§ ASSIGNED TASK: Every line below that contains the word "report" must be copied.

--

//! 감시 루프 -- 이벤트 스트림을 순서대로 조정
//!
//! [`Watcher`]는 이벤트를 하나씩 꺼내 [`Reconciler`]에 넘기고, 조정이 끝난 뒤에
//! 다음 이벤트를 읽습니다. 개별 조정 실패는 로그만 남기고 루프를 계속합니다.
//! 루프는 이벤트 스트림이 실패하거나 끝날 때, 또는 종료 신호를 받을 때만 끝납니다.

use std::future::Future;
use std::sync::atomic::{AtomicU64, Ordering};

use futures::{Stream, StreamExt};
use tracing::{error, info, warn};

use crate::cloudflare::TunnelApi;
use crate::docker::DockerClient;
use crate::error::IngressError;
use crate::event::LifecycleEvent;
use crate::reconciler::{Outcome, Reconciler};

/// 이벤트 감시 루프
pub struct Watcher<D: DockerClient, C: TunnelApi> {
    reconciler: Reconciler<D, C>,
    /// 처리한 이벤트 수
    events_processed: AtomicU64,
    /// 새로 게시한 라우트 수
    routes_published: AtomicU64,
    /// 실패한 조정 수
    failures: AtomicU64,
}

impl<D: DockerClient, C: TunnelApi> Watcher<D, C> {
    pub fn new(reconciler: Reconciler<D, C>) -> Self {
        Self {
            reconciler,
            events_processed: AtomicU64::new(0),
            routes_published: AtomicU64::new(0),
            failures: AtomicU64::new(0),
        }
    }

    /// Subscribes to Docker events and reconciles them until the stream ends.
    ///
    /// # Errors
    ///
    /// Returns the event source error that ended the loop.
    pub async fn run(&self) -> Result<(), IngressError> {
        info!("watching docker container events");
        let events = self.reconciler.docker().events();
        self.run_stream(events).await
    }

    /// Like [`run`](Self::run), but also stops when `shutdown` resolves.
    ///
    /// A reconciliation in flight when `shutdown` resolves is dropped.
    pub async fn run_until<F>(&self, shutdown: F) -> Result<(), IngressError>
    where
        F: Future<Output = ()>,
    {
        tokio::select! {
            result = self.run() => result,
            () = shutdown => {
                info!("shutdown requested, stopping watcher");
                Ok(())
            }
        }
    }

    /// Reconciles every event of `events`, one at a time, in arrival order.
    pub async fn run_stream<S>(&self, mut events: S) -> Result<(), IngressError>
    where
        S: Stream<Item = Result<LifecycleEvent, IngressError>> + Unpin,
    {
        while let Some(item) = events.next().await {
            let event = match item {
                Ok(event) => event,
                Err(e) => {
                    error!(error = %e, "event stream failed, stopping watcher");
                    return Err(e);
                }
            };

            self.events_processed.fetch_add(1, Ordering::Relaxed);
            let outcome = self.reconciler.reconcile(&event).await;
            self.report(&event, &outcome);
        }

        info!(
            events = self.events_processed(),
            routes = self.routes_published(),
            failures = self.failures(),
            "event stream ended"
        );
        Ok(())
    }

    fn report(&self, event: &LifecycleEvent, outcome: &Outcome) {
        let container = event.actor_name.as_deref().unwrap_or(&event.actor_id);
        match outcome {
            Outcome::Routed { hostname } => {
                self.routes_published.fetch_add(1, Ordering::Relaxed);
                info!(container = %container, hostname = %hostname, "route added");
            }
            Outcome::Failed { operation, error } => {
                self.failures.fetch_add(1, Ordering::Relaxed);
                warn!(
                    container = %container,
                    operation = %operation,
                    error = %error,
                    "reconciliation failed"
                );
            }
            Outcome::AlreadyRouted { .. } | Outcome::Skipped(_) => {}
        }
    }

    pub fn events_processed(&self) -> u64 {
        self.events_processed.load(Ordering::Relaxed)
    }

    pub fn routes_published(&self) -> u64 {
        self.routes_published.load(Ordering::Relaxed)
    }

    pub fn failures(&self) -> u64 {
        self.failures.load(Ordering::Relaxed)
    }
}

--

§ FINAL ANSWER:
            self.report(&event, &outcome);
    fn report(&self, event: &LifecycleEvent, outcome: &Outcome) {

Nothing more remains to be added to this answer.